*** Opening of ENTRIES SUPPLIED ***
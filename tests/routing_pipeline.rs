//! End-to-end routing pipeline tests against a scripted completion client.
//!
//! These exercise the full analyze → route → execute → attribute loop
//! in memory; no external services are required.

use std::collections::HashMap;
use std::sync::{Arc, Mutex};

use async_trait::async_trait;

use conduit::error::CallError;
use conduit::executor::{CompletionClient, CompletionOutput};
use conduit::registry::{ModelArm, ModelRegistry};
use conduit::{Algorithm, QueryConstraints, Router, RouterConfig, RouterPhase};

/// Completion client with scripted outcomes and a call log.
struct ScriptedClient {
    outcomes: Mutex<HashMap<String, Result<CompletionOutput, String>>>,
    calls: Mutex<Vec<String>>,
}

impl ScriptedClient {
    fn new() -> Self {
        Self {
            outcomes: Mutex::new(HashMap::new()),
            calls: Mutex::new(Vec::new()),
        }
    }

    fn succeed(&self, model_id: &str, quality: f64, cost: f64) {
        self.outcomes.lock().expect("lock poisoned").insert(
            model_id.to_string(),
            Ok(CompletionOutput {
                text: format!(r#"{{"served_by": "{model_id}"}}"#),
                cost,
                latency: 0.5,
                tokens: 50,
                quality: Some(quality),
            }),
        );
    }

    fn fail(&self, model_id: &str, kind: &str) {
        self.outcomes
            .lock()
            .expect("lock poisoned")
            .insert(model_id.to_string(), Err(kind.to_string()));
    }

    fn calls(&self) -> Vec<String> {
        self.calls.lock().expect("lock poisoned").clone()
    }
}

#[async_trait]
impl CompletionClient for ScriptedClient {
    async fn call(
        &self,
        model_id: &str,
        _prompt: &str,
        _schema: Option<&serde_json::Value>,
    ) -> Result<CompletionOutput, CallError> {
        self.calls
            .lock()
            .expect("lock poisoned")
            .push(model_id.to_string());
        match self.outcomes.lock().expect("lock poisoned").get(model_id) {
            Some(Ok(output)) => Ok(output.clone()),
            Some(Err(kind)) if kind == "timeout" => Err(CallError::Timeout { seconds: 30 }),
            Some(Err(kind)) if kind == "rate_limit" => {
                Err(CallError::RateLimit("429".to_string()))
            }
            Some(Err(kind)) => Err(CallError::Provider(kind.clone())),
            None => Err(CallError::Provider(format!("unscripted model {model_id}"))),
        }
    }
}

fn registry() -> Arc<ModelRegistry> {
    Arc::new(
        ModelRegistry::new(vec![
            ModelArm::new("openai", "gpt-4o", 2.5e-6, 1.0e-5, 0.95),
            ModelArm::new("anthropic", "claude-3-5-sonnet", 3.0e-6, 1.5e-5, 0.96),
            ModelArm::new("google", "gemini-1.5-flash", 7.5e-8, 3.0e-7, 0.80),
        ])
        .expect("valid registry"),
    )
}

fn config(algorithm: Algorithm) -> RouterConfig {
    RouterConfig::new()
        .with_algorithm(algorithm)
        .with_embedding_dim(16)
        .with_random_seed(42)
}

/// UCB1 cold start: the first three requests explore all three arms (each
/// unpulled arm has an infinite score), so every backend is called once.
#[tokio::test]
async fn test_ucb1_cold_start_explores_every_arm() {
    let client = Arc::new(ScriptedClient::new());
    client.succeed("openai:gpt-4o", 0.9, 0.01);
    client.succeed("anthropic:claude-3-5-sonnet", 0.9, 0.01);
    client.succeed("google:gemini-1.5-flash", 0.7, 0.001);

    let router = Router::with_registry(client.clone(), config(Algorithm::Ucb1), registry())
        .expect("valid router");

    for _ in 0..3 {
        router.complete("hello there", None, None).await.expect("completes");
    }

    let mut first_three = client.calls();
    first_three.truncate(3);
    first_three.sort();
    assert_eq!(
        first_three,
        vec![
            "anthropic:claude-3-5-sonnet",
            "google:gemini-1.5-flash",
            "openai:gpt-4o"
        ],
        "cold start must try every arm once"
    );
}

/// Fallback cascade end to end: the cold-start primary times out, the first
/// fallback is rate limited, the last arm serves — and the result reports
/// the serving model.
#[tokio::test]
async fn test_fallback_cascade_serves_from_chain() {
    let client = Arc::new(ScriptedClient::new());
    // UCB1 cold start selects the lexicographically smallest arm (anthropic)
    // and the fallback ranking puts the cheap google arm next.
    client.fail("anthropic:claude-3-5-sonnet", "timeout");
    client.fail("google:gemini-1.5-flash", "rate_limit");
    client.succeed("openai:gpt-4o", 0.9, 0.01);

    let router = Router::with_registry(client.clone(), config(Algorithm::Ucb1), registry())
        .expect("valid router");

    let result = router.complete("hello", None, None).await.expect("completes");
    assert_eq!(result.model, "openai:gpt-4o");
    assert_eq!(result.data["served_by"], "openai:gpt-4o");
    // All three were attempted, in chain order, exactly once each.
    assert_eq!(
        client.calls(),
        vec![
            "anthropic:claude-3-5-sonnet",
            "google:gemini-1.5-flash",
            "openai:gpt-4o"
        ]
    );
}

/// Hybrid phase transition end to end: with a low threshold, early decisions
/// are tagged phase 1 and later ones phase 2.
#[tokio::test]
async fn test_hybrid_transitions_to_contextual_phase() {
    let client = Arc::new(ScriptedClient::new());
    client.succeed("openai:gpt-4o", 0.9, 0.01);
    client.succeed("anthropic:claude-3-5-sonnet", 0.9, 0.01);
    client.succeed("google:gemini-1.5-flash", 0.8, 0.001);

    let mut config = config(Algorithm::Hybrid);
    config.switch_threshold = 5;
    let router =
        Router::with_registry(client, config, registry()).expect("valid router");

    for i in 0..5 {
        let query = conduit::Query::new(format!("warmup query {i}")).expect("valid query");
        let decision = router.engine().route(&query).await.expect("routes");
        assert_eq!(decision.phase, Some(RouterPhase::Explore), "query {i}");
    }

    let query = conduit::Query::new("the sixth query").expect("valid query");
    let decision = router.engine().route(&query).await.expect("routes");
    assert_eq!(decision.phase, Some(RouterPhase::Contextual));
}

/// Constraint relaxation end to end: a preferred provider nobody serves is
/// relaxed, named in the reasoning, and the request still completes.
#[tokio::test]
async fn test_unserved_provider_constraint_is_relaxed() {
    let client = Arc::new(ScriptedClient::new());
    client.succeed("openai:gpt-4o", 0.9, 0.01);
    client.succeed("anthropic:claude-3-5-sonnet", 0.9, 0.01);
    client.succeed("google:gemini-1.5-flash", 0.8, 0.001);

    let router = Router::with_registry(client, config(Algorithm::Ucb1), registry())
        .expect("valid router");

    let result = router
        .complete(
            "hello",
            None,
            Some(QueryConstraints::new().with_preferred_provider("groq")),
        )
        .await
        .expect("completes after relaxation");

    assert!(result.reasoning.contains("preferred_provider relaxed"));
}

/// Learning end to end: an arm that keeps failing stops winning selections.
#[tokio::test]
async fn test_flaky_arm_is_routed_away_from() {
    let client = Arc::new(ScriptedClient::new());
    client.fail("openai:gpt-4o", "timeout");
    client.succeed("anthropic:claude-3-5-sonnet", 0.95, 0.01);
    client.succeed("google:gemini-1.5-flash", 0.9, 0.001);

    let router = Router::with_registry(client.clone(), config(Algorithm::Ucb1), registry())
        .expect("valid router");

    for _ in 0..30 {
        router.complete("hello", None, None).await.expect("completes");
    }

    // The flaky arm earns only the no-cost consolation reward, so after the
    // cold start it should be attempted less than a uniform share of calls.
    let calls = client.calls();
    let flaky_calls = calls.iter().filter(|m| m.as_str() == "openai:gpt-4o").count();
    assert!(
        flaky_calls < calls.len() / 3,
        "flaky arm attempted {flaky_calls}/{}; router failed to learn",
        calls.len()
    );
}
*** Close of ENTRIES SUPPLIED ***
▶ [WHAT THE TASK REQUIRES]: Would it be possible to set down the full listing again, character for character?

▶ [RESPONSE]:
filename tests/routing_pipeline.rs
//! End-to-end routing pipeline tests against a scripted completion client.
//!
//! These exercise the full analyze → route → execute → attribute loop
//! in memory; no external services are required.

use std::collections::HashMap;
use std::sync::{Arc, Mutex};

use async_trait::async_trait;

use conduit::error::CallError;
use conduit::executor::{CompletionClient, CompletionOutput};
use conduit::registry::{ModelArm, ModelRegistry};
use conduit::{Algorithm, QueryConstraints, Router, RouterConfig, RouterPhase};

/// Completion client with scripted outcomes and a call log.
struct ScriptedClient {
    outcomes: Mutex<HashMap<String, Result<CompletionOutput, String>>>,
    calls: Mutex<Vec<String>>,
}

impl ScriptedClient {
    fn new() -> Self {
        Self {
            outcomes: Mutex::new(HashMap::new()),
            calls: Mutex::new(Vec::new()),
        }
    }

    fn succeed(&self, model_id: &str, quality: f64, cost: f64) {
        self.outcomes.lock().expect("lock poisoned").insert(
            model_id.to_string(),
            Ok(CompletionOutput {
                text: format!(r#"{{"served_by": "{model_id}"}}"#),
                cost,
                latency: 0.5,
                tokens: 50,
                quality: Some(quality),
            }),
        );
    }

    fn fail(&self, model_id: &str, kind: &str) {
        self.outcomes
            .lock()
            .expect("lock poisoned")
            .insert(model_id.to_string(), Err(kind.to_string()));
    }

    fn calls(&self) -> Vec<String> {
        self.calls.lock().expect("lock poisoned").clone()
    }
}

#[async_trait]
impl CompletionClient for ScriptedClient {
    async fn call(
        &self,
        model_id: &str,
        _prompt: &str,
        _schema: Option<&serde_json::Value>,
    ) -> Result<CompletionOutput, CallError> {
        self.calls
            .lock()
            .expect("lock poisoned")
            .push(model_id.to_string());
        match self.outcomes.lock().expect("lock poisoned").get(model_id) {
            Some(Ok(output)) => Ok(output.clone()),
            Some(Err(kind)) if kind == "timeout" => Err(CallError::Timeout { seconds: 30 }),
            Some(Err(kind)) if kind == "rate_limit" => {
                Err(CallError::RateLimit("429".to_string()))
            }
            Some(Err(kind)) => Err(CallError::Provider(kind.clone())),
            None => Err(CallError::Provider(format!("unscripted model {model_id}"))),
        }
    }
}

fn registry() -> Arc<ModelRegistry> {
    Arc::new(
        ModelRegistry::new(vec![
            ModelArm::new("openai", "gpt-4o", 2.5e-6, 1.0e-5, 0.95),
            ModelArm::new("anthropic", "claude-3-5-sonnet", 3.0e-6, 1.5e-5, 0.96),
            ModelArm::new("google", "gemini-1.5-flash", 7.5e-8, 3.0e-7, 0.80),
        ])
        .expect("valid registry"),
    )
}

fn config(algorithm: Algorithm) -> RouterConfig {
    RouterConfig::new()
        .with_algorithm(algorithm)
        .with_embedding_dim(16)
        .with_random_seed(42)
}

/// UCB1 cold start: the first three requests explore all three arms (each
/// unpulled arm has an infinite score), so every backend is called once.
#[tokio::test]
async fn test_ucb1_cold_start_explores_every_arm() {
    let client = Arc::new(ScriptedClient::new());
    client.succeed("openai:gpt-4o", 0.9, 0.01);
    client.succeed("anthropic:claude-3-5-sonnet", 0.9, 0.01);
    client.succeed("google:gemini-1.5-flash", 0.7, 0.001);

    let router = Router::with_registry(client.clone(), config(Algorithm::Ucb1), registry())
        .expect("valid router");

    for _ in 0..3 {
        router.complete("hello there", None, None).await.expect("completes");
    }

    let mut first_three = client.calls();
    first_three.truncate(3);
    first_three.sort();
    assert_eq!(
        first_three,
        vec![
            "anthropic:claude-3-5-sonnet",
            "google:gemini-1.5-flash",
            "openai:gpt-4o"
        ],
        "cold start must try every arm once"
    );
}

/// Fallback cascade end to end: the cold-start primary times out, the first
/// fallback is rate limited, the last arm serves — and the result reports
/// the serving model.
#[tokio::test]
async fn test_fallback_cascade_serves_from_chain() {
    let client = Arc::new(ScriptedClient::new());
    // UCB1 cold start selects the lexicographically smallest arm (anthropic)
    // and the fallback ranking puts the cheap google arm next.
    client.fail("anthropic:claude-3-5-sonnet", "timeout");
    client.fail("google:gemini-1.5-flash", "rate_limit");
    client.succeed("openai:gpt-4o", 0.9, 0.01);

    let router = Router::with_registry(client.clone(), config(Algorithm::Ucb1), registry())
        .expect("valid router");

    let result = router.complete("hello", None, None).await.expect("completes");
    assert_eq!(result.model, "openai:gpt-4o");
    assert_eq!(result.data["served_by"], "openai:gpt-4o");
    // All three were attempted, in chain order, exactly once each.
    assert_eq!(
        client.calls(),
        vec![
            "anthropic:claude-3-5-sonnet",
            "google:gemini-1.5-flash",
            "openai:gpt-4o"
        ]
    );
}

/// Hybrid phase transition end to end: with a low threshold, early decisions
/// are tagged phase 1 and later ones phase 2.
#[tokio::test]
async fn test_hybrid_transitions_to_contextual_phase() {
    let client = Arc::new(ScriptedClient::new());
    client.succeed("openai:gpt-4o", 0.9, 0.01);
    client.succeed("anthropic:claude-3-5-sonnet", 0.9, 0.01);
    client.succeed("google:gemini-1.5-flash", 0.8, 0.001);

    let mut config = config(Algorithm::Hybrid);
    config.switch_threshold = 5;
    let router =
        Router::with_registry(client, config, registry()).expect("valid router");

    for i in 0..5 {
        let query = conduit::Query::new(format!("warmup query {i}")).expect("valid query");
        let decision = router.engine().route(&query).await.expect("routes");
        assert_eq!(decision.phase, Some(RouterPhase::Explore), "query {i}");
    }

    let query = conduit::Query::new("the sixth query").expect("valid query");
    let decision = router.engine().route(&query).await.expect("routes");
    assert_eq!(decision.phase, Some(RouterPhase::Contextual));
}

/// Constraint relaxation end to end: a preferred provider nobody serves is
/// relaxed, named in the reasoning, and the request still completes.
#[tokio::test]
async fn test_unserved_provider_constraint_is_relaxed() {
    let client = Arc::new(ScriptedClient::new());
    client.succeed("openai:gpt-4o", 0.9, 0.01);
    client.succeed("anthropic:claude-3-5-sonnet", 0.9, 0.01);
    client.succeed("google:gemini-1.5-flash", 0.8, 0.001);

    let router = Router::with_registry(client, config(Algorithm::Ucb1), registry())
        .expect("valid router");

    let result = router
        .complete(
            "hello",
            None,
            Some(QueryConstraints::new().with_preferred_provider("groq")),
        )
        .await
        .expect("completes after relaxation");

    assert!(result.reasoning.contains("preferred_provider relaxed"));
}

/// Learning end to end: an arm that keeps failing stops winning selections.
#[tokio::test]
async fn test_flaky_arm_is_routed_away_from() {
    let client = Arc::new(ScriptedClient::new());
    client.fail("openai:gpt-4o", "timeout");
    client.succeed("anthropic:claude-3-5-sonnet", 0.95, 0.01);
    client.succeed("google:gemini-1.5-flash", 0.9, 0.001);

    let router = Router::with_registry(client.clone(), config(Algorithm::Ucb1), registry())
        .expect("valid router");

    for _ in 0..30 {
        router.complete("hello", None, None).await.expect("completes");
    }

    // The flaky arm earns only the no-cost consolation reward, so after the
    // cold start it should be attempted less than a uniform share of calls.
    let calls = client.calls();
    let flaky_calls = calls.iter().filter(|m| m.as_str() == "openai:gpt-4o").count();
    assert!(
        flaky_calls < calls.len() / 3,
        "flaky arm attempted {flaky_calls}/{}; router failed to learn",
        calls.len()
    );
}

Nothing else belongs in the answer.